[Stored data entries]
......
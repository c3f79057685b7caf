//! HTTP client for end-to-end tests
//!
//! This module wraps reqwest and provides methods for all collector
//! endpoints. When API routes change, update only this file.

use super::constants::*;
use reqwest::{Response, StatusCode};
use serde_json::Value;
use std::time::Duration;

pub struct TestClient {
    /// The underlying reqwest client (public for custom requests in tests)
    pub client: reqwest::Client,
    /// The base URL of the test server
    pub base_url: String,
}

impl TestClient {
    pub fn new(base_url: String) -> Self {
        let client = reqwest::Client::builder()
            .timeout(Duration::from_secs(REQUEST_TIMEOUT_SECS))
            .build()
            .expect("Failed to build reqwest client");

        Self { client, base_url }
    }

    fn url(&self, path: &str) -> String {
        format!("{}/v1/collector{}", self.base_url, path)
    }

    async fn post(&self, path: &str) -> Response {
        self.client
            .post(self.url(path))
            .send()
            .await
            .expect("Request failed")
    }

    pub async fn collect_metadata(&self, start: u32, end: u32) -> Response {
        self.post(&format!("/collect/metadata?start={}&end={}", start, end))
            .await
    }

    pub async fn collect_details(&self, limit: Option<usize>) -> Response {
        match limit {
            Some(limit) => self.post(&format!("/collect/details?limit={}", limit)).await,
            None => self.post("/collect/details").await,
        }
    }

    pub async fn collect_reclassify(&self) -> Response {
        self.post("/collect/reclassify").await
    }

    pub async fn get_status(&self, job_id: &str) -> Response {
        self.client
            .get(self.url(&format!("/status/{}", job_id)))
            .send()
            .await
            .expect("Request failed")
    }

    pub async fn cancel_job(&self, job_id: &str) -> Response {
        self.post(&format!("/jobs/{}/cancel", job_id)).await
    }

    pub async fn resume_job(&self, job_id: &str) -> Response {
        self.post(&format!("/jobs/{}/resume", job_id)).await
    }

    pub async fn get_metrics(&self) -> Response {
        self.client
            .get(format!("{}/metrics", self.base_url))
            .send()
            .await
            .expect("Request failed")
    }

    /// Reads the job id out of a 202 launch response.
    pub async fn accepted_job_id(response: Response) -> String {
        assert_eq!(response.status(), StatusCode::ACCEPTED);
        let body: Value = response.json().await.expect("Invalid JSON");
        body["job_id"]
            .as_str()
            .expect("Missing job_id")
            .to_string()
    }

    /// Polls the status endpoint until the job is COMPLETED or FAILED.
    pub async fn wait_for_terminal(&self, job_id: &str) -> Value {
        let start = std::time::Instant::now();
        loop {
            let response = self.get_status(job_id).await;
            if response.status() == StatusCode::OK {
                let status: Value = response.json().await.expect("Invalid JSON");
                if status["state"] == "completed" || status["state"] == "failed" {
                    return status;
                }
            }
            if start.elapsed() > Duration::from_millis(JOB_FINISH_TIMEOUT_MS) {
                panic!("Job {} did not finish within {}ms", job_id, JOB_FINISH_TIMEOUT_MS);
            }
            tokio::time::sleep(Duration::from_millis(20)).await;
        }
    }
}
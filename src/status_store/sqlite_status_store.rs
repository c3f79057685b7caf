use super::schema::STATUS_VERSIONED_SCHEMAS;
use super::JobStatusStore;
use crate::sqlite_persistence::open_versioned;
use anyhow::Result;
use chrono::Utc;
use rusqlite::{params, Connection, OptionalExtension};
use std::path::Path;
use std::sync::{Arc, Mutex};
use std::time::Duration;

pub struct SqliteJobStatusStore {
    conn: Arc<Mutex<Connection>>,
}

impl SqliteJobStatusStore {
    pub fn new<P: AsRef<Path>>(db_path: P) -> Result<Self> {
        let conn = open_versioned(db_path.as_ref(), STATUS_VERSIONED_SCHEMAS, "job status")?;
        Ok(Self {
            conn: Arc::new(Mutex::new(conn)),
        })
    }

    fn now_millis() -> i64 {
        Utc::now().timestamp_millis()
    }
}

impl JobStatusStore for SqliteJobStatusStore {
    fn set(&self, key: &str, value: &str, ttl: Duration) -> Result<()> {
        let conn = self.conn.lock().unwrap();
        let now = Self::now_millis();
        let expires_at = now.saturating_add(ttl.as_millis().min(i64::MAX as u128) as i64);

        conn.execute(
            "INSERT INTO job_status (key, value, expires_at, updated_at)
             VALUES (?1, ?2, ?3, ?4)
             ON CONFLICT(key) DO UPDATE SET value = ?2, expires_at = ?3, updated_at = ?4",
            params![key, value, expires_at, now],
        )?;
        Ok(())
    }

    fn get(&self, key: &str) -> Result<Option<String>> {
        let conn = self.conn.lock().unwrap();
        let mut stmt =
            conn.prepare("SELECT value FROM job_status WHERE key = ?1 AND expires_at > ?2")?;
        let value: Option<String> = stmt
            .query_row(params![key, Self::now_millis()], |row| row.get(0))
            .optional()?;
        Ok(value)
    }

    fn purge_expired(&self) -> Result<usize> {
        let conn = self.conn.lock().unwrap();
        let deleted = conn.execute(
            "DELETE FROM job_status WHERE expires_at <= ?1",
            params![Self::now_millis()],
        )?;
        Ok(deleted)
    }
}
......
A complete, exact transcription of the data above is the required answer.

repository c3f79057685b7caf
//! HTTP client for end-to-end tests
//!
//! This module wraps reqwest and provides methods for all collector
//! endpoints. When API routes change, update only this file.

use super::constants::*;
use reqwest::{Response, StatusCode};
use serde_json::Value;
use std::time::Duration;

pub struct TestClient {
    /// The underlying reqwest client (public for custom requests in tests)
    pub client: reqwest::Client,
    /// The base URL of the test server
    pub base_url: String,
}

impl TestClient {
    pub fn new(base_url: String) -> Self {
        let client = reqwest::Client::builder()
            .timeout(Duration::from_secs(REQUEST_TIMEOUT_SECS))
            .build()
            .expect("Failed to build reqwest client");

        Self { client, base_url }
    }

    fn url(&self, path: &str) -> String {
        format!("{}/v1/collector{}", self.base_url, path)
    }

    async fn post(&self, path: &str) -> Response {
        self.client
            .post(self.url(path))
            .send()
            .await
            .expect("Request failed")
    }

    pub async fn collect_metadata(&self, start: u32, end: u32) -> Response {
        self.post(&format!("/collect/metadata?start={}&end={}", start, end))
            .await
    }

    pub async fn collect_details(&self, limit: Option<usize>) -> Response {
        match limit {
            Some(limit) => self.post(&format!("/collect/details?limit={}", limit)).await,
            None => self.post("/collect/details").await,
        }
    }

    pub async fn collect_reclassify(&self) -> Response {
        self.post("/collect/reclassify").await
    }

    pub async fn get_status(&self, job_id: &str) -> Response {
        self.client
            .get(self.url(&format!("/status/{}", job_id)))
            .send()
            .await
            .expect("Request failed")
    }

    pub async fn cancel_job(&self, job_id: &str) -> Response {
        self.post(&format!("/jobs/{}/cancel", job_id)).await
    }

    pub async fn resume_job(&self, job_id: &str) -> Response {
        self.post(&format!("/jobs/{}/resume", job_id)).await
    }

    pub async fn get_metrics(&self) -> Response {
        self.client
            .get(format!("{}/metrics", self.base_url))
            .send()
            .await
            .expect("Request failed")
    }

    /// Reads the job id out of a 202 launch response.
    pub async fn accepted_job_id(response: Response) -> String {
        assert_eq!(response.status(), StatusCode::ACCEPTED);
        let body: Value = response.json().await.expect("Invalid JSON");
        body["job_id"]
            .as_str()
            .expect("Missing job_id")
            .to_string()
    }

    /// Polls the status endpoint until the job is COMPLETED or FAILED.
    pub async fn wait_for_terminal(&self, job_id: &str) -> Value {
        let start = std::time::Instant::now();
        loop {
            let response = self.get_status(job_id).await;
            if response.status() == StatusCode::OK {
                let status: Value = response.json().await.expect("Invalid JSON");
                if status["state"] == "completed" || status["state"] == "failed" {
                    return status;
                }
            }
            if start.elapsed() > Duration::from_millis(JOB_FINISH_TIMEOUT_MS) {
                panic!("Job {} did not finish within {}ms", job_id, JOB_FINISH_TIMEOUT_MS);
            }
            tokio::time::sleep(Duration::from_millis(20)).await;
        }
    }
}
filename src/status_store/sqlite_status_store.rs
repository c3f79057685b7caf
use super::schema::STATUS_VERSIONED_SCHEMAS;
use super::JobStatusStore;
use crate::sqlite_persistence::open_versioned;
use anyhow::Result;
use chrono::Utc;
use rusqlite::{params, Connection, OptionalExtension};
use std::path::Path;
use std::sync::{Arc, Mutex};
use std::time::Duration;

pub struct SqliteJobStatusStore {
    conn: Arc<Mutex<Connection>>,
}

impl SqliteJobStatusStore {
    pub fn new<P: AsRef<Path>>(db_path: P) -> Result<Self> {
        let conn = open_versioned(db_path.as_ref(), STATUS_VERSIONED_SCHEMAS, "job status")?;
        Ok(Self {
            conn: Arc::new(Mutex::new(conn)),
        })
    }

    fn now_millis() -> i64 {
        Utc::now().timestamp_millis()
    }
}

impl JobStatusStore for SqliteJobStatusStore {
    fn set(&self, key: &str, value: &str, ttl: Duration) -> Result<()> {
        let conn = self.conn.lock().unwrap();
        let now = Self::now_millis();
        let expires_at = now.saturating_add(ttl.as_millis().min(i64::MAX as u128) as i64);

        conn.execute(
            "INSERT INTO job_status (key, value, expires_at, updated_at)
             VALUES (?1, ?2, ?3, ?4)
             ON CONFLICT(key) DO UPDATE SET value = ?2, expires_at = ?3, updated_at = ?4",
            params![key, value, expires_at, now],
        )?;
        Ok(())
    }

    fn get(&self, key: &str) -> Result<Option<String>> {
        let conn = self.conn.lock().unwrap();
        let mut stmt =
            conn.prepare("SELECT value FROM job_status WHERE key = ?1 AND expires_at > ?2")?;
        let value: Option<String> = stmt
            .query_row(params![key, Self::now_millis()], |row| row.get(0))
            .optional()?;
        Ok(value)
    }

    fn purge_expired(&self) -> Result<usize> {
        let conn = self.conn.lock().unwrap();
        let deleted = conn.execute(
            "DELETE FROM job_status WHERE expires_at <= ?1",
            params![Self::now_millis()],
        )?;
        Ok(deleted)
    }
}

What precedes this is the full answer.